A separação entre política e moral volta-se contra o próprio Estado absolutista. Por isto, o absolutismo condiciona a gênese do Iluminismo, possibilitando o desdobramento da modernidade a partir das revoluções modernas que procuram resolver esse empasse político e de sua utopia baseada no progresso. Não se deve mais prestar obediência ao poder que concede proteção, mas ao poder soberano que se submete a moral. A moral laica e imanente se autointitula detentora do direito de juiz supremo da política. A crítica dos iluministas e liberais do século XVIII estabelece o tribunal da moral que vencerá o despotismo.
A moral laica civil era o império da lei e da formalidade institucional que garantiria segurança e liberdade para os homens. A ascendente burguesia e a classe média citadina ansiavam por segurança e liberdade, pois em épocas de crises e guerras não só viam seus negócios e empregos prejudicados, como se viam roubados por novas taxações do Estado absolutista.

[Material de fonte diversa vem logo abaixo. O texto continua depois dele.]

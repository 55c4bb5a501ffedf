//! `status`: render the reconstructed live view.

use serde_json::json;
use vdesk::discover::{CorrelatedEntry, CorrelatedView, DiscoveryCorrelator, SessionView};
use vdesk::error::Result;
use vdesk::session::SessionController;

use crate::cli::OutputFormat;
use crate::context::CommandContext;

pub async fn run(ctx: &CommandContext, format: OutputFormat) -> Result<()> {
	let view = DiscoveryCorrelator::new(&ctx.cfg, &ctx.runner, &ctx.store).discover(&ctx.cfg.job_name).await?;

	match format {
		OutputFormat::Text => render_text(ctx, &view).await,
		OutputFormat::Json => render_json(ctx, &view),
	}
}

async fn render_text(ctx: &CommandContext, view: &CorrelatedView) -> Result<()> {
	println!("Active {} jobs:", ctx.cfg.job_name);

	if view.entries.is_empty() {
		println!("\t(none)");
	}

	for entry in &view.entries {
		println!("\tJob id: {}", entry.job_id);
		println!("\t\tNode: {}", entry.node);
		println!("\t\tState: {}", entry.state);
		if let Some(time_left) = &entry.time_left {
			println!("\t\tTime left: {time_left}");
		}

		match &entry.session {
			SessionView::Live(session) => {
				println!("\t\tSession: alive at display {} (port {})", session.display, session.port);
			}
			SessionView::Absent => println!("\t\tSession: none found"),
			SessionView::Unknown => println!("\t\tSession: unknown (node could not be probed)"),
		}

		match &entry.forward {
			Some(forward) => {
				println!("\t\tLocal port: {}", forward.local);
				println!(
					"\t\tRun command: ssh -N -f -L {0}:127.0.0.1:{0} {1}@{2}",
					forward.local, ctx.cfg.user, ctx.cfg.login_host
				);
			}
			None => println!("\t\tLocal port: none (run `vdesk repair` if the session is alive)"),
		}

		print_container_hint(ctx, entry).await;
	}

	for warning in &view.warnings {
		println!("Warning: {warning}");
	}

	Ok(())
}

async fn print_container_hint(ctx: &CommandContext, entry: &CorrelatedEntry) {
	let Some(container) = &ctx.cfg.container else {
		return;
	};
	if entry.session.live().is_none() {
		return;
	}

	let sessions = SessionController::new(&ctx.cfg, &ctx.runner, &ctx.store);
	if let Ok(true) = sessions.instance_running(&entry.node, &entry.job_id).await {
		println!(
			"\t\tEnter container: ssh -t {} {} shell instance://{}",
			ctx.cfg.node_host(&entry.node),
			container.runtime_bin,
			entry.job_id
		);
	}
}

fn render_json(ctx: &CommandContext, view: &CorrelatedView) -> Result<()> {
	let jobs: Vec<_> = view
		.entries
		.iter()
		.map(|entry| {
			let session = match &entry.session {
				SessionView::Live(session) => json!({
					"alive": true,
					"display": session.display.0,
					"port": session.port.0,
					"pid": session.pid.map(|pid| pid.0),
				}),
				SessionView::Absent => json!(null),
				SessionView::Unknown => json!("unknown"),
			};
			let forward = entry.forward.as_ref().map(|forward| {
				json!({
					"local_port": forward.local.0,
					"remote_port": forward.remote.0,
					"pid": forward.pid.map(|pid| pid.0),
				})
			});
			json!({
				"job_id": entry.job_id,
				"node": entry.node,
				"state": entry.state,
				"time_left": entry.time_left,
				"session": session,
				"forward": forward,
			})
		})
		.collect();

	let warnings: Vec<String> = view.warnings.iter().map(|warning| warning.to_string()).collect();
	let payload = json!({
		"job_name": ctx.cfg.job_name,
		"jobs": jobs,
		"warnings": warnings,
	});

	println!("{payload}");
	Ok(())
}
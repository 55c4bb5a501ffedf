//! Per-invocation wiring: configuration, executors, store, cancellation.

use std::path::PathBuf;

use tokio_util::sync::CancellationToken;
use tracing::{debug, warn};
use vdesk::config::{Config, ContainerConfig};
use vdesk::error::Result;
use vdesk::store::FileSessionStore;
use vdesk_runtime::SshRunner;

use crate::cli::Cli;

/// Everything a command needs, built once per invocation.
pub struct CommandContext {
	pub cfg: Config,
	pub runner: SshRunner,
	pub store: FileSessionStore,
	pub cancel: CancellationToken,
}

impl CommandContext {
	pub fn new(cli: &Cli) -> Result<Self> {
		let cfg = build_config(cli);
		let runner = SshRunner::new()?;
		let store = FileSessionStore::new(cfg.bookkeeping_dir.clone());

		// Ctrl-C flows into every blocking remote call as a token, not a
		// process-wide handler closing over state.
		let cancel = CancellationToken::new();
		let armed = cancel.clone();
		tokio::spawn(async move {
			if tokio::signal::ctrl_c().await.is_ok() {
				armed.cancel();
			}
		});

		Ok(Self { cfg, runner, store, cancel })
	}
}

/// Resolves the immutable engine configuration from CLI arguments.
pub fn build_config(cli: &Cli) -> Config {
	let user = vdesk_runtime::process::current_user();
	let home = dirs::home_dir().unwrap_or_else(|| PathBuf::from("."));
	let mut cfg = Config::for_user(user, &home);

	cfg.job_name = cli.job_name.clone();
	cfg.login_host = cli
		.login_host
		.clone()
		.or_else(|| std::env::var("HOSTNAME").ok().filter(|h| !h.is_empty()))
		.unwrap_or_else(|| "localhost".to_string());
	cfg.node_domain = cli.node_domain.clone();
	cfg.display_server.xstartup = cli.xstartup.clone();

	if let Some(image) = &cli.container_image {
		cfg.container = Some(ContainerConfig {
			runtime_bin: cli.container_runtime.clone(),
			image: image.clone(),
			bind_paths: cli.container_binds.clone(),
		});
	}

	cfg
}

/// Pre-connection hygiene for commands that reach into the cluster.
///
/// Cluster maintenance can reimage nodes, and a stale cached host identity
/// then breaks both remote execution and tunnels, so the cache is cleared
/// up front. Missing intracluster authorization is only worth a warning;
/// key bootstrap itself is out of scope here.
pub fn preflight(cfg: &Config) {
	let Some(home) = dirs::home_dir() else {
		return;
	};

	let known_hosts = home.join(".ssh").join("known_hosts");
	if known_hosts.exists() {
		match std::fs::remove_file(&known_hosts) {
			Ok(()) => debug!(target: "vdesk", path = %known_hosts.display(), "cleared cached host identities"),
			Err(err) => warn!(target: "vdesk", error = %err, "could not clear cached host identities"),
		}
	}

	let marker = cfg.login_host.split('.').next().unwrap_or(&cfg.login_host);
	let auth_keys = home.join(".ssh").join("authorized_keys");
	let authorized = std::fs::read_to_string(&auth_keys)
		.map(|contents| contents.lines().any(|line| line.contains(marker)))
		.unwrap_or(false);
	if !authorized {
		warn!(
			target: "vdesk",
			"intracluster SSH access may not be authorized; add a key for {} to {}",
			cfg.login_host,
			auth_keys.display()
		);
	}
}
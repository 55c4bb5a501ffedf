//! Immutable engine configuration.
//!
//! Everything the components used to reach for as ambient constants —
//! ports, paths, binary names, marker strings — is carried here and passed
//! by reference into each component at construction.

use std::path::{Path, PathBuf};
use std::time::Duration;

/// Scheduler command names; overridable for clusters with wrapper scripts.
#[derive(Debug, Clone)]
pub struct SchedulerConfig {
	pub submit_bin: String,
	pub queue_bin: String,
	pub cancel_bin: String,
	pub control_bin: String,
}

impl Default for SchedulerConfig {
	fn default() -> Self {
		Self {
			submit_bin: "salloc".to_string(),
			queue_bin: "squeue".to_string(),
			cancel_bin: "scancel".to_string(),
			control_bin: "scontrol".to_string(),
		}
	}
}

/// Display-server tool names and the marker its processes carry in `ps`.
#[derive(Debug, Clone)]
pub struct DisplayServerConfig {
	pub server_bin: String,
	pub passwd_bin: String,
	/// Substring identifying the display-server process in a process
	/// table (used by repair to re-derive a session's port).
	pub process_marker: String,
	pub xstartup: Option<PathBuf>,
}

impl Default for DisplayServerConfig {
	fn default() -> Self {
		Self {
			server_bin: "vncserver".to_string(),
			passwd_bin: "vncpasswd".to_string(),
			process_marker: "Xtigervnc".to_string(),
			xstartup: None,
		}
	}
}

/// Optional container runtime wrapping the display server on the node.
#[derive(Debug, Clone)]
pub struct ContainerConfig {
	pub runtime_bin: String,
	pub image: PathBuf,
	pub bind_paths: String,
}

/// Immutable configuration handed to every engine component.
#[derive(Debug, Clone)]
pub struct Config {
	/// Scheduler job name used to tag and find our allocations.
	pub job_name: String,
	/// Display port base; session port = base + display number.
	pub base_port: u16,
	/// Width of the local port probe window above `base_port`.
	pub port_window: u16,
	/// Host the user tunnels through, printed in connection instructions.
	pub login_host: String,
	/// Intra-cluster domain appended to node names for SSH, if any.
	pub node_domain: Option<String>,
	/// Invoking user's login name, used to filter queues and process tables.
	pub user: String,
	/// ssh binary used for tunnel processes.
	pub ssh_bin: String,
	/// Directory holding per-session bookkeeping files (shared filesystem).
	pub bookkeeping_dir: PathBuf,
	/// Node-local directories that accumulate display/IPC socket files.
	pub remote_socket_dirs: Vec<String>,
	/// Marker string the session listing uses for dead-but-listed entries.
	/// Upstream tool behavior, so configuration rather than a literal.
	pub stale_marker: String,
	/// Tunnel-bind confirmation: attempts and interval.
	pub forward_poll_attempts: u32,
	pub forward_poll_interval: Duration,
	/// Queue re-poll interval while waiting out an allocation.
	pub queue_poll_interval: Duration,
	/// Bound on waiting for the display server's startup confirmation.
	pub session_start_timeout: Duration,
	pub scheduler: SchedulerConfig,
	pub display_server: DisplayServerConfig,
	pub container: Option<ContainerConfig>,
}

impl Config {
	/// Builds defaults for `user`, with bookkeeping under `home/.vnc`.
	pub fn for_user(user: impl Into<String>, home: &Path) -> Self {
		Self {
			job_name: "vnc".to_string(),
			base_port: 5900,
			port_window: 300,
			login_host: "localhost".to_string(),
			node_domain: None,
			user: user.into(),
			ssh_bin: "ssh".to_string(),
			bookkeeping_dir: home.join(".vnc"),
			remote_socket_dirs: vec!["/tmp/.X11-unix".to_string(), "/tmp/.ICE-unix".to_string()],
			stale_marker: "stale".to_string(),
			forward_poll_attempts: 20,
			forward_poll_interval: Duration::from_secs(1),
			queue_poll_interval: Duration::from_secs(2),
			session_start_timeout: Duration::from_secs(60),
			scheduler: SchedulerConfig::default(),
			display_server: DisplayServerConfig::default(),
			container: None,
		}
	}

	/// SSH hostname for a node under this cluster's domain settings.
	pub fn node_host(&self, node: &crate::types::NodeName) -> String {
		node.hostname(self.node_domain.as_deref())
	}
}
use clap::Parser;
use tracing::error;
use vdesk_cli::{cli::Cli, commands, logging};

#[tokio::main]
async fn main() {
	let cli = Cli::parse();
	logging::init_logging(cli.verbose);

	if let Err(err) = commands::dispatch(cli).await {
		error!(target: "vdesk", error = %err, "command failed");
		std::process::exit(1);
	}
}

Durante todo século XVIII se formou esse caldo intelectual, imaginário e material que brotou este sentimento de uma nova ordem social que superasse o Antigo Regime. As ideias iluministas e liberais circulam e, em certo sentido, simbolizam as transformações materiais e mentais da época. Esta nova mentalidade depara-se com a barreira política imposta pelo arbítrio do rei. É este impasse entre o que os homens (principalmente os das cidades) aspiravam e um regime político fechado, que gera o “assalto ao poder” das revoluções. O seu resultado é a construção do mundo moderno com a secularização da sociedade, o império da lei e das instituições, e o triunfo da democracia liberal (ou poder difuso) nas principais partes do Ocidente e do poder concentrado como forma de modernização retardatária. As revoluções do século XVIII cristalizam a modernidade propriamente dita. Elas são, assim, marco de um novo período histórico.

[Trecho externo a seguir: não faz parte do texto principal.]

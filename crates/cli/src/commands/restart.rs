//! `restart`: bounce the session on one allocation without touching its
//! allocation or forward, requesting the same display so existing tunnels
//! keep working.

use vdesk::discover::DiscoveryCorrelator;
use vdesk::error::{Result, VdeskError};
use vdesk::session::SessionController;
use vdesk::types::JobId;

use crate::context::CommandContext;

pub async fn run(ctx: &CommandContext, job_id: &str) -> Result<()> {
	let id = JobId::new(job_id);
	let view = DiscoveryCorrelator::new(&ctx.cfg, &ctx.runner, &ctx.store).discover(&ctx.cfg.job_name).await?;

	let Some(entry) = view.find(&id) else {
		return Err(VdeskError::NotFound(format!("job {id} is not claimed or already killed")));
	};
	let Some(session) = entry.session.live() else {
		return Err(VdeskError::NotFound(format!("job {id} has no live session to restart")));
	};

	let sessions = SessionController::new(&ctx.cfg, &ctx.runner, &ctx.store);
	let restarted = sessions
		.restart(&entry.node, &id, session.display, ctx.cfg.session_start_timeout, &ctx.cancel)
		.await?;

	println!("Session restarted on {} at display {} (port {})", entry.node, restarted.display, restarted.port);
	Ok(())
}
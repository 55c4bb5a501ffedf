//! Error taxonomy shared by every engine component.

use std::time::Duration;

use thiserror::Error;
use vdesk_runtime::RemoteError;

pub type Result<T> = std::result::Result<T, VdeskError>;

#[derive(Debug, Error)]
pub enum VdeskError {
	/// A remote command or allocation wait exceeded its bound. Callers
	/// abort and roll back whatever they created so far.
	#[error("timed out after {limit:?} waiting for {waiting_for}")]
	ExternalTimeout { limit: Duration, waiting_for: String },

	/// Expected confirmation text was absent or changed shape. Hard
	/// failure: the external tool's output contract moved underneath us.
	#[error("unrecognized {tool} output: {detail}")]
	ParseMismatch { tool: &'static str, detail: String },

	/// The local port probe window is exhausted.
	#[error("no free local port in {0}..{1}")]
	ResourceExhausted(u16, u16),

	/// The target job or session does not exist.
	#[error("{0}")]
	NotFound(String),

	/// The requested resource is already taken or already present.
	#[error("{0}")]
	Conflict(String),

	/// A teardown step failed after earlier steps succeeded. Every step
	/// is idempotent, so re-running the command finishes the job.
	#[error("partial teardown, re-run to finish: {0}")]
	PartialState(String),

	#[error("cancelled: {0}")]
	Cancelled(String),

	#[error("remote execution failed: {0}")]
	Remote(String),

	#[error(transparent)]
	Io(#[from] std::io::Error),
}

impl VdeskError {
	pub fn timeout(limit: Duration, waiting_for: impl Into<String>) -> Self {
		Self::ExternalTimeout {
			limit,
			waiting_for: waiting_for.into(),
		}
	}

	pub fn parse_mismatch(tool: &'static str, detail: impl Into<String>) -> Self {
		Self::ParseMismatch { tool, detail: detail.into() }
	}
}

impl From<RemoteError> for VdeskError {
	fn from(err: RemoteError) -> Self {
		match err {
			RemoteError::Timeout(limit) => Self::ExternalTimeout {
				limit,
				waiting_for: "remote command".to_string(),
			},
			other => Self::Remote(other.to_string()),
		}
	}
}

No século XVIII, o termo revolução caracteriza acontecimentos que provocam reviravoltas na ordem social. Os revolucionários desejavam limpar as ruínas já visíveis do Antigo Regime para construir uma nova ordem social. Apesar da transição para a democracia liberal ter sido precoce na Inglaterra e não ter escapado de confrontos e irrupções de violência contra resquícios da antiga ordem, as duas revoluções mais conhecidas que anunciam o moderno foram: a americana e a francesa.
A Revolução Americana, uma luta por independência das colônias americanas perante o Rei da Inglaterra, desenvolveu-se a partir da desconcentração de poder (poder difuso) que criaria a democracia liberal. A utopia se realizaria a partir da sociedade civil já organizada, e não através do Estado.

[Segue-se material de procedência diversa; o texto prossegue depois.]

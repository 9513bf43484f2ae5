use std::path::PathBuf;

use anyhow::Context;
use chrono::{NaiveDate, Utc};
use clap::{ArgGroup, Args, Parser, Subcommand};

use csat_forecast::output;
use csat_forecast::reports::{self, ForecastConfig, ForecastReport, ManualInputs, ManualReport};
use csat_forecast::solver::{Scenario, SolveOutcome};
use csat_forecast::types::{SkipReason, SCORE_MAX, SCORE_MIN};
use csat_forecast::util::{format_int, format_number, format_opt, parse_date_safe};
use csat_forecast::{loader, logging, WindowLength};

#[derive(Parser)]
#[command(name = "csat-forecast")]
#[command(about = "Forecast a rolling 6-month review average and what it takes to hit a target", long_about = None)]
struct Cli {
    /// Tracing filter, e.g. `info` or `csat_forecast=debug`
    #[arg(long, global = true, env = "CSAT_LOG", default_value = "warn")]
    log_level: String,

    #[command(subcommand)]
    command: Commands,
}

/// Exactly one way of describing the new reviews.
#[derive(Args)]
#[command(group(
    ArgGroup::new("new_reviews_mode")
        .args(["expected_avg", "new_reviews"])
        .required(true)
        .multiple(false)
))]
struct ScenarioArgs {
    /// Assumed average of new reviews; solves for how many are needed
    #[arg(long, value_parser = parse_score_arg)]
    expected_avg: Option<f64>,
    /// Number of new reviews expected; solves for their required average
    #[arg(long)]
    new_reviews: Option<usize>,
}

impl ScenarioArgs {
    fn scenario(&self) -> Scenario {
        match (self.expected_avg, self.new_reviews) {
            (Some(expected_new_avg), _) => Scenario::ReviewsNeeded { expected_new_avg },
            (None, count) => Scenario::RequiredAverage {
                new_review_count: count.unwrap_or(0),
            },
        }
    }
}

#[derive(Subcommand)]
enum Commands {
    /// Forecast from an exported CSV of individual reviews
    Forecast {
        #[arg(long)]
        csv: PathBuf,
        /// Forecast date, day-first or ISO (defaults to today)
        #[arg(long, value_parser = parse_date_arg)]
        reference_date: Option<NaiveDate>,
        #[arg(long, default_value_t = 6)]
        window_months: u32,
        /// Target rolling average
        #[arg(long, value_parser = parse_score_arg)]
        target: f64,
        #[command(flatten)]
        scenario: ScenarioArgs,
        /// How many frequent comment terms to show
        #[arg(long, default_value_t = 10)]
        top_n: usize,
        /// Leave out reviews whose overall score is off the 0-10 scale
        #[arg(long)]
        exclude_out_of_range: bool,
        /// Write the full result as JSON
        #[arg(long)]
        json_out: Option<PathBuf>,
        /// Write the per-category table as CSV
        #[arg(long)]
        categories_out: Option<PathBuf>,
    },
    /// Forecast from summary numbers instead of individual reviews
    Manual {
        #[arg(long, value_parser = parse_score_arg)]
        current_avg: f64,
        #[arg(long)]
        current_reviews: usize,
        #[arg(long, value_parser = parse_score_arg)]
        target: f64,
        /// Reviews dropping out of the window next month
        #[arg(long, default_value_t = 0)]
        dropped_reviews: usize,
        #[arg(long, value_parser = parse_score_arg, default_value_t = 0.0)]
        dropped_avg: f64,
        #[command(flatten)]
        scenario: ScenarioArgs,
        #[arg(long)]
        json_out: Option<PathBuf>,
    },
}

fn parse_score_arg(s: &str) -> Result<f64, String> {
    let value: f64 = s.trim().parse().map_err(|_| format!("`{s}` is not a number"))?;
    if !(SCORE_MIN..=SCORE_MAX).contains(&value) {
        return Err(format!("`{s}` is outside the {SCORE_MIN}-{SCORE_MAX} scale"));
    }
    Ok(value)
}

fn parse_date_arg(s: &str) -> Result<NaiveDate, String> {
    parse_date_safe(Some(s)).ok_or_else(|| format!("`{s}` is not a recognised date"))
}

fn describe_outcome(outcome: &SolveOutcome) -> String {
    match *outcome {
        SolveOutcome::ReviewsNeeded { count } => {
            format!("New reviews needed: {}", format_int(count))
        }
        SolveOutcome::RequiredAverage { average } => {
            format!("Your new reviews need to average: {}", format_number(average, 2))
        }
        SolveOutcome::ClampedToBound { average, unclamped } => format!(
            "Your new reviews would need to average {} (capped at {}); the target is out of reach with this many reviews",
            format_number(unclamped, 2),
            format_number(average, 1)
        ),
        SolveOutcome::AlreadyMet => "Target already met without new reviews.".to_string(),
        SolveOutcome::Infeasible => {
            "Target unreachable: new reviews must average above the target.".to_string()
        }
        SolveOutcome::Undefined => {
            "No new reviews contemplated; no required average to report.".to_string()
        }
    }
}

fn print_forecast(report: &ForecastReport, top_n: usize) {
    let load = &report.load;
    println!(
        "Processing reviews... ({} rows read, {} valid)",
        format_int(load.total_rows),
        format_int(load.valid_rows)
    );
    if load.skipped() > 0 {
        println!(
            "Note: {} rows skipped ({}: {}, {}: {}, malformed: {}).",
            format_int(load.skipped()),
            SkipReason::InvalidDate,
            format_int(load.invalid_date),
            SkipReason::InvalidScore,
            format_int(load.invalid_score),
            format_int(load.malformed_rows)
        );
    }
    if load.out_of_range_scores > 0 {
        println!(
            "Note: {} reviews have an overall score outside 0-10{}.",
            format_int(load.out_of_range_scores),
            if report.excluded_out_of_range > 0 {
                " and were excluded"
            } else {
                ""
            }
        );
    }
    println!();

    println!(
        "Window: {} months, ({} .. {}]",
        report.window_months, report.cutoff_date, report.reference_date
    );
    println!(
        "Retained: {} reviews, average {}",
        format_int(report.retained.count),
        format_opt(report.retained.mean, 2)
    );
    if report.expiring.is_empty() {
        println!("Expiring: none");
    } else {
        println!(
            "Expiring: {} reviews, average {}",
            format_int(report.expiring.count),
            format_opt(report.expiring.mean, 2)
        );
    }
    if report.future_dated > 0 {
        println!(
            "Ignored: {} reviews dated after the reference date",
            format_int(report.future_dated)
        );
    }
    println!(
        "Average with no new reviews: {}",
        format_opt(report.no_new_reviews_avg, 2)
    );
    println!("Target: {}", format_number(report.target_avg, 2));
    println!("{}\n", describe_outcome(&report.outcome));

    output::preview_table("Category averages (retained window)", &report.category_rows(), 7);
    output::preview_table("Most mentioned terms", &report.term_rows(), top_n);
}

fn print_manual(report: &ManualReport) {
    println!(
        "Average with no new reviews: {}",
        format_opt(report.no_new_reviews_avg, 2)
    );
    if let Some(total) = report.new_rolling_total {
        println!("New rolling total reviews: {}", format_int(total));
    }
    println!("{}", describe_outcome(&report.outcome));
}

fn main() -> anyhow::Result<()> {
    let cli = Cli::parse();
    logging::init_tracing(&cli.log_level);

    match cli.command {
        Commands::Forecast {
            csv,
            reference_date,
            window_months,
            target,
            scenario,
            top_n,
            exclude_out_of_range,
            json_out,
            categories_out,
        } => {
            let (records, load) = loader::load_reviews(&csv)
                .with_context(|| format!("failed to load reviews from {}", csv.display()))?;

            let config = ForecastConfig {
                reference_date: reference_date.unwrap_or_else(|| Utc::now().date_naive()),
                window: WindowLength::months(window_months),
                target_avg: target,
                scenario: scenario.scenario(),
                top_n,
                exclude_out_of_range,
            };
            let report = reports::forecast(&records, load, &config);
            print_forecast(&report, top_n);

            if let Some(path) = json_out {
                output::write_json(&path, &report)?;
                println!("Full result written to {}.", path.display());
            }
            if let Some(path) = categories_out {
                output::write_csv(&path, &report.category_rows())?;
                println!("Category table written to {}.", path.display());
            }
        }
        Commands::Manual {
            current_avg,
            current_reviews,
            target,
            dropped_reviews,
            dropped_avg,
            scenario,
            json_out,
        } => {
            let report = reports::manual_forecast(ManualInputs {
                current_avg,
                current_reviews,
                target_avg: target,
                dropped_reviews,
                dropped_avg,
                scenario: scenario.scenario(),
            });
            print_manual(&report);

            if let Some(path) = json_out {
                output::write_json(&path, &report)?;
                println!("Full result written to {}.", path.display());
            }
        }
    }

    Ok(())
}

Independente, as Treze Colônias fizeram uma Confederação de Estados. O desafio agora era viver em liberdade de acordo com o império de uma lei justa, onde as leis morais e as leis do Estado se aproximassem das leis divinas. A grande questão era elaborar um governo limitado, que fosse resultado da sociedade civil organizada e não dela condutor. Era preciso, então, criar direitos básicos do ser humano, tornando consequente uma moral laica civil. A base da vida em comum não seria mais o Leviatã, nem voltaria a ser a religião, mas a sociedade civil organizada a quem o Estado apenas representaria e garantiria – a partir do império da lei – a liberdade dos cidadãos. O fundamento da lei é a escolha da maioria dos cidadãos e do imperativo categórico que protegerá as minorias. Unidos pela independência contra o arbítrio do rei, os colonos elaboraram uma Constituição, que deveria ser garantidora das liberdades individuais e das colônias contra um governo central e que simbolizaria o patriotismo americano.
A confederação de Estados ainda não possuía uma lei única que formasse uma nação. O desafio era elaborar uma constituição que fosse assinada por todas as colônias. A grande discussão na formação do novo país era em torno dos limites do poder central. Para isto, era preciso lidar com um paradoxo. As guerras de independência criaram uma enorme dívida as colônias, e o pagamento destas exigiam impostos (e o novo governo não tinha o poder de coletá-los) e um governo central minimamente organizado. Sem fundos, o governo central também não podia formar um sistema de defesa.
Formou-se então um grupo que se intitulava de “federalistas” (como Alexander Hamilton, James Madison e John Jay), favoráveis à elaboração da nova carta constitucional. Com apoio popular, e sob a liderança de James Madison, o primeiro Congresso da história americana propôs uma Carta de Direitos, as famosas doze emendas. A nova Constituição definia o papel e os poderes dos governos e garantia uma série de liberdades.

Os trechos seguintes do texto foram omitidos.